Decreased Aβ1-42 is not uniformly observed in LOEU without preexisting MCI. In an investigation by Nardi Cesarini et al. (35) of patients with LOEU with or without comorbid MCI, patients with LOEU without comorbid MCI did not have a significant difference in Aβ1-42 levels compared to controls. Patients with both LOEU and MCI had lower average CSF Aβ1-42 and Aβ1-42/p-tau compared to LOEU without MCI, with 41% demonstrating pathologically low levels. 22.7% of MCI-LOEU had both pathologically decreased amyloid and increased p-tau, meeting both (A+/T+) classification. None of the cognitively normal LOEU patients had positive CSF (A) or (T) classification.

8. Imaging findings suggestive of AD pathophysiology in LOEU

By definition, patients with LOEU lack visible structural abnormalities on imaging that are known to produce epilepsy, but visual assessment and volumetric analyses often demonstrate findings suggestive of imaging abnormalities seen in both early AD and occult cerebrovascular disease. Using visual inspection, Nagino et al. (57) found that 58% of patients with LOEU had global atrophy on MRI and 48% had unilateral or bilateral hippocampal atrophy. The most common imaging abnormality was white matter hyperintensities (a feature of cerebrovascular disease), which was present in 81% of the sample. In a sample of 66 patients with LOEU, Sarkis et al. (21) found that 81% had evidence of temporal atrophy and 21% had moderate or severe hippocampal volume loss assessed using a visual inspection scale validated to predict progression to MCI and AD. In this sample, 34.8% had small-to-large confluent white matter hyperintensities based on visual inspection. In Cretin et al.’s32 investigation of patients with MCI with preceding LOEU, 12 out of 13 patients demonstrated mild bilateral hippocampal atrophy on visual inspection. In the same study, over two-thirds also had cerebrovascular white matter lesions and over one-third had subcortical lacunes or non-cortical microhemorrhages.

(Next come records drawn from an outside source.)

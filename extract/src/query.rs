//! SPARQL query assembly.
//!
//! Each query is a fixed template whose slots (prefix block, configured
//! types and predicates) are filled from a validated [`Config`]. Slot values
//! are [`IriRef`]s, which cannot contain characters that would escape an
//! `IRIREF` token.

use crate::config::{Config, IriRef};
use crate::error::ConfigError;

/// Prefixes the templates rely on. A configuration may repeat them but not
/// rebind them.
pub const STRUCTURAL_PREFIXES: [(&str, &str); 3] = [
    ("sh", "http://www.w3.org/ns/shacl#"),
    ("rdf", "http://www.w3.org/1999/02/22-rdf-syntax-ns#"),
    ("rdfs", "http://www.w3.org/2000/01/rdf-schema#"),
];

/// The fixed ontology metadata query. Yields at most one row per
/// `owl:Ontology` node.
pub const ONTOLOGY_METADATA_QUERY: &str = include_str!("../data/ontology_metadata.rq");

/// Values filling the template slots.
struct Slots<'a> {
    prefixes: String,
    property_type: &'a IriRef,
    enumeration_type: &'a IriRef,
    label: &'a IriRef,
    definition: &'a IriRef,
    example: &'a IriRef,
}

impl<'a> Slots<'a> {
    fn from_config(config: &'a Config) -> Result<Self, ConfigError> {
        // Checked at load time; `class` is required there but no template
        // restricts the type of a node shape's target.
        config.get_type("class")?;
        Ok(Self {
            prefixes: prefix_block(config),
            property_type: config.get_type("property")?,
            enumeration_type: config.get_type("enumeration")?,
            label: config.get_predicate("label")?,
            definition: config.get_predicate("definition")?,
            example: config.get_predicate("example")?,
        })
    }
}

/// The three queries one run executes.
#[derive(Debug, Clone)]
pub struct QuerySet {
    /// Classes (node shape domains) joined with their constrained properties.
    pub concepts: String,
    /// Enumeration values grouped by the class a property shape restricts to.
    pub enumerations: String,
    /// Ontology-level metadata.
    pub metadata: &'static str,
}

impl QuerySet {
    /// Builds the parametrized queries for `config`.
    ///
    /// # Errors
    ///
    /// Returns a [`ConfigError`] if a required type or predicate is missing.
    /// A `Config` built through validation always has them.
    pub fn from_config(config: &Config) -> Result<Self, ConfigError> {
        let slots = Slots::from_config(config)?;
        Ok(Self {
            concepts: concepts_query(&slots),
            enumerations: enumerations_query(&slots),
            metadata: ONTOLOGY_METADATA_QUERY,
        })
    }
}

/// Renders the `PREFIX` header: structural prefixes first, then configured
/// ones that do not repeat them.
fn prefix_block(config: &Config) -> String {
    let mut block = String::new();
    for (name, iri) in STRUCTURAL_PREFIXES {
        block.push_str(&format!("PREFIX {name}: <{iri}>\n"));
    }
    for (name, iri) in config.prefixes() {
        if STRUCTURAL_PREFIXES.iter().any(|(p, _)| *p == name.as_str()) {
            continue;
        }
        block.push_str(&format!("PREFIX {name}: {iri}\n"));
    }
    block
}

/// Range precedence: an option listed inside `sh:or`, then a class
/// restriction, then a datatype.
fn concepts_query(slots: &Slots<'_>) -> String {
    format!(
        r#"{prefixes}
SELECT ?domain ?classLabel ?classDefinition ?property ?propertyLabel ?propertyDefinition ?range ?example
WHERE {{
    ?nodeShape sh:property ?propertyShape .
    ?propertyShape sh:path ?property .
    ?property a {property_type} .
    ?property {label} ?propertyLabel .
    OPTIONAL {{ ?property {definition} ?propertyDefinition }}
    OPTIONAL {{ ?property {example} ?example }}
    OPTIONAL {{ ?propertyShape sh:datatype ?datatype }}
    OPTIONAL {{ ?propertyShape sh:class ?classRestriction }}
    OPTIONAL {{
        ?propertyShape sh:or/rdf:rest*/rdf:first ?alternative .
        ?alternative (sh:class|sh:datatype|sh:node|sh:hasValue) ?alternativeRange .
    }}
    OPTIONAL {{ ?nodeShape sh:targetClass ?targetClass }}
    BIND(COALESCE(?targetClass, ?nodeShape) AS ?domain)
    BIND(COALESCE(?alternativeRange, ?classRestriction, ?datatype) AS ?range)
    ?domain {label} ?classLabel .
    OPTIONAL {{ ?domain {definition} ?classDefinition }}
}}
"#,
        prefixes = slots.prefixes,
        property_type = slots.property_type,
        label = slots.label,
        definition = slots.definition,
        example = slots.example,
    )
}

/// Both the direct `sh:class` branch and the `sh:or` list branch are
/// evaluated and unioned.
fn enumerations_query(slots: &Slots<'_>) -> String {
    format!(
        r#"{prefixes}
SELECT DISTINCT ?enumerationValue ?enumerationLabel ?enumerationDefinition ?property ?propertyLabel ?group ?groupLabel ?groupDefinition
WHERE {{
    ?propertyShape sh:path ?property .
    {{
        ?propertyShape sh:class ?group .
    }}
    UNION
    {{
        ?propertyShape sh:or/rdf:rest*/rdf:first/sh:class ?group .
    }}
    ?group rdfs:subClassOf+ {enumeration_type} .
    ?enumerationValue a ?group .
    OPTIONAL {{ ?property {label} ?propertyLabel }}
    OPTIONAL {{ ?group {label} ?groupLabel }}
    OPTIONAL {{ ?group {definition} ?groupDefinition }}
    OPTIONAL {{ ?enumerationValue {label} ?enumerationLabel }}
    OPTIONAL {{ ?enumerationValue {definition} ?enumerationDefinition }}
}}
"#,
        prefixes = slots.prefixes,
        enumeration_type = slots.enumeration_type,
        label = slots.label,
        definition = slots.definition,
    )
}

Using quantitative analyses, Hanby et al. (23) also found that patients with LOEU had lower global cortical volume than age-matched controls and had increased burden of white matter hyperintensities. Johnson et al. (58) found that lower total cortical volume was associated with increased likelihood of late-onset epilepsy; while this investigation did not specifically identify patients with LOEU, results held when excluding patients with a diagnosis of stroke or pre-existing dementia. Kaestner et al. (31) performed a detailed investigation of quantitative MRI measures in 23 patients with late-onset TLE, defined in this investigation as patients with onset of TLE after age 50. Compared to healthy controls, patients with late-onset TLE had prominent cortical thinning in mesial temporal lobes, lateral temporal lobes, prefrontal, precentral, and paracentral regions. Directly comparing patients with late-onset TLE to patients with early-onset TLE, patients with LO-TLE had thinner cortex in bilateral fusiform gyri. Of note, this difference in cortical thickness was found even though patients with EO-TLE had approximately 30 years greater duration of epilepsy compared to patients with LO-TLE. Patients with EO-TLE were more likely to have hippocampal sclerosis (58% versus 26%) as assessed by visual inspection.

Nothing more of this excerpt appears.